Anda di halaman 1dari 7

Nota sobre El divorcio, de César Aira (publicada en Bazar Americano, agosto

2010)

Como quien dice justo en el medio de la literatura, justo en el medio de una


literatura que está deshaciéndose, justo en el medio de Molloy, de Samuel
Beckett, está la escena de las piedras de succión. Es así: Molloy se encuentra
en la playa, frente al mar, donde se aprovisiona de lo que él llama piedras de
succión. Son pequeñas piedras que se mete en la boca de a una, para
chuparlas durante un rato. Después se saca la que estaba chupando y se mete
otra en la boca. Esta vez recoge dieciséis piedras, que distribuye de a cuatro
en los cuatro bolsillos que tiene en la ropa, dos en el pantalón y dos en el saco.
Y a lo largo de media docena de páginas, analizará meticulosamente la lógica
de los distintos procesos de circulación que se pueden aplicar a de esas
piedras pasándolas de bolsillo en bolsillo, buscando la manera de no chupar
dos veces una piedra antes de no haber chupado previamente las otras quince.

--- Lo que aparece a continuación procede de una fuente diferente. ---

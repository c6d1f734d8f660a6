/*!
 * Backend-specific pacing defaults.
 *
 * Each backend has its own sweet spot for chunk size, window width and the
 * pause between windows. These values apply whenever the configuration
 * leaves the matching pipeline setting unset.
 */

use crate::app_config::TranslationProvider;

/// Tuned defaults for one backend
#[derive(Debug, Clone, Copy, PartialEq, Eq)]
pub struct BackendProfile {
    /// Largest chunk sent in one request, in characters
    pub max_chunk_size: usize,
    /// Calls in flight per window
    pub concurrency: usize,
    /// Pause between windows in milliseconds
    pub inter_batch_delay_ms: u64,
}

impl BackendProfile {
    /// Get the profile for a given backend
    pub fn for_provider(provider: TranslationProvider) -> Self {
        match provider {
            // Bulk translation API: large requests, wide windows
            TranslationProvider::Google => Self {
                max_chunk_size: 5000,
                concurrency: 10,
                inter_batch_delay_ms: 100,
            },
            // Amazon Translate accepts up to 10,000 bytes per request
            TranslationProvider::Aws => Self {
                max_chunk_size: 9000,
                concurrency: 10,
                inter_batch_delay_ms: 100,
            },
            // Chat models drift on long inputs, so chunks stay small
            TranslationProvider::OpenAI => Self {
                max_chunk_size: 500,
                concurrency: 10,
                inter_batch_delay_ms: 100,
            },
            // Free-tier Gemini is rate limited per minute; one call at a time
            TranslationProvider::Gemini => Self {
                max_chunk_size: 10000,
                concurrency: 1,
                inter_batch_delay_ms: 500,
            },
            // Local servers: no rate limit, bounded by the machine
            TranslationProvider::Ollama => Self {
                max_chunk_size: 2000,
                concurrency: 4,
                inter_batch_delay_ms: 0,
            },
            TranslationProvider::LMStudio => Self {
                max_chunk_size: 500,
                concurrency: 4,
                inter_batch_delay_ms: 0,
            },
            TranslationProvider::Mock => Self {
                max_chunk_size: 5000,
                concurrency: 10,
                inter_batch_delay_ms: 0,
            },
        }
    }
}
//! C3 — ownership-tracked slot pool.
//!
//! A counting semaphore that names its owners. Preferred over a plain
//! counting semaphore because capacity shrink needs to name victims, and
//! because it turns "release-without-acquire" and "double-acquire" bugs
//! into immediate fatal diagnostics instead of silent underflow/overflow
//! (spec.md §9 "Ownership-carrying semaphore").

use std::sync::Mutex;

use indexmap::IndexSet;
use tokio::sync::Notify;

use crate::types::{fatal, Pid};

struct State {
    max_cap: u64,
    // Insertion-ordered so `list_acquired()` can hand `close_excess` a
    // deterministic FIFO-by-acquisition victim order (SPEC_FULL.md §11);
    // a `HashSet` would iterate in arbitrary bucket order instead.
    acquired_by: IndexSet<u64>,
}

/// Ownership-tracked capacity gate for one lifecycle phase (preflight or
/// onflight).
#[derive(Debug)]
pub struct SlotPool {
    state: Mutex<State>,
    // Notified whenever usage drops or capacity grows, so waiters can
    // recheck. Broadcasting on every change (rather than notify_one) matches
    // spec.md §5's "no FIFO fairness ... wake-ups are signalled broadly".
    changed: Notify,
}

impl std::fmt::Debug for State {
    fn fmt(&self, f: &mut std::fmt::Formatter<'_>) -> std::fmt::Result {
        f.debug_struct("State")
            .field("max_cap", &self.max_cap)
            .field("usage", &self.acquired_by.len())
            .finish()
    }
}

impl SlotPool {
    pub fn new(max_cap: u64) -> Self {
        Self {
            state: Mutex::new(State {
                max_cap,
                acquired_by: IndexSet::new(),
            }),
            changed: Notify::new(),
        }
    }

    /// Blocks until a slot is available, then acquires it for `pid`.
    /// Acquiring twice for the same pid is a protocol violation.
    pub async fn acquire(&self, pid: Pid) {
        loop {
            let notified = self.changed.notified();
            if self.try_acquire(pid) {
                return;
            }
            notified.await;
        }
    }

    /// Non-blocking acquire. Returns `false` if the pool is at capacity.
    pub fn try_acquire(&self, pid: Pid) -> bool {
        let mut state = self.state.lock().unwrap_or_else(|e| e.into_inner());
        if state.acquired_by.contains(&pid.0) {
            fatal(format!("slot pool: pid {} acquired twice", pid.0));
        }
        if (state.acquired_by.len() as u64) >= state.max_cap {
            return false;
        }
        state.acquired_by.insert(pid.0);
        true
    }

    /// Blocks until a slot is available, without acquiring it. A readiness
    /// probe used by the dual-phase main loop before it takes the
    /// supervisor's lock (spec.md §4.6 "dual wait + tryAcquire").
    pub async fn wait_slot(&self) {
        loop {
            let notified = self.changed.notified();
            {
                let state = self.state.lock().unwrap_or_else(|e| e.into_inner());
                if (state.acquired_by.len() as u64) < state.max_cap {
                    return;
                }
            }
            notified.await;
        }
    }

    /// Releases `pid`'s slot. Releasing a non-owner is a protocol
    /// violation.
    pub fn release(&self, pid: Pid) {
        {
            let mut state = self.state.lock().unwrap_or_else(|e| e.into_inner());
            // `shift_remove`, not `swap_remove`: releasing a pid must not
            // reorder the remaining owners, or `list_acquired()`'s
            // FIFO-by-acquisition order would be scrambled by whichever pid
            // happened to occupy the last slot.
            if !state.acquired_by.shift_remove(&pid.0) {
                fatal(format!("slot pool: release of non-owner pid {}", pid.0));
            }
        }
        self.changed.notify_waiters();
    }

    /// Updates the pool's capacity, clamped to `>= 0` (capacity is
    /// unsigned, so this is a no-op clamp in practice). Wakes all waiters
    /// so growth is observed promptly.
    pub fn update_limit(&self, n: u64) {
        {
            let mut state = self.state.lock().unwrap_or_else(|e| e.into_inner());
            state.max_cap = n;
        }
        self.changed.notify_waiters();
    }

    /// Snapshot of current owners, oldest acquisition first.
    pub fn list_acquired(&self) -> Vec<Pid> {
        let state = self.state.lock().unwrap_or_else(|e| e.into_inner());
        state.acquired_by.iter().map(|&p| Pid(p)).collect()
    }

    pub fn usage(&self) -> u64 {
        let state = self.state.lock().unwrap_or_else(|e| e.into_inner());
        state.acquired_by.len() as u64
    }
}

En la escena de las piedras de succión, a lo largo de esas páginas, la novela se


convierte en el relato de la lógica de un proceso. Lo que se relata es eso. No
hay otra cosa. No hay otro relato que el relato de la lógica de ese proceso. Pero
el relato de un proceso lógico (de la lógica formal) no es un relato literario. Por
lo menos en la situación en que lo utiliza Beckett. Y al mismo tiempo,
precisamente por la situación en que lo utiliza, el relato de la lógica parece
tomar en Beckett el lugar que el relato literario ha dejado vacío. Cuando
todavía escribía en inglés, Beckett había hecho algo similar en Murphy, que es
(casi) el relato de una partida de ajedrez contada como novela.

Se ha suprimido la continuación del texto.